== Material for the task ==
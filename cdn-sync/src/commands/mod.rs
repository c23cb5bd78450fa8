//! Command-line subcommands.

pub mod manifest;
pub mod probe;
pub mod upload;
pub mod verify;

use crate::config::Config;
use crate::manifest::{LoadedManifest, ManifestStore};
use crate::store::{ObjectStoreRemote, RemoteStore};
use crate::utils::Result;
use std::sync::Arc;

/// Validate storage settings and connect to the bucket.
pub fn open_store(config: &Config) -> Result<Arc<dyn RemoteStore>> {
    config.validate_storage()?;
    let store = ObjectStoreRemote::from_config(&config.storage, config.upload.timeout())?;
    Ok(Arc::new(store))
}

/// Load the manifest for read-only commands.
pub async fn load_manifest(config: &Config, store: Arc<dyn RemoteStore>) -> LoadedManifest {
    ManifestStore::new(
        store,
        config.storage.manifest_key.clone(),
        config.storage.conditional_save,
        config.upload.timeout(),
    )
    .load()
    .await
}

== What the task requires ==
Taking the records above, retype every line from the one with "use crate::config::Config;" down to the one with "pub fn open_store(config: &Config)", exactly and with nothing else.

== Written solution ==
use crate::config::Config;
use crate::manifest::{LoadedManifest, ManifestStore};
use crate::store::{ObjectStoreRemote, RemoteStore};
use crate::utils::Result;
use std::sync::Arc;

/// Validate storage settings and connect to the bucket.
pub fn open_store(config: &Config) -> Result<Arc<dyn RemoteStore>> {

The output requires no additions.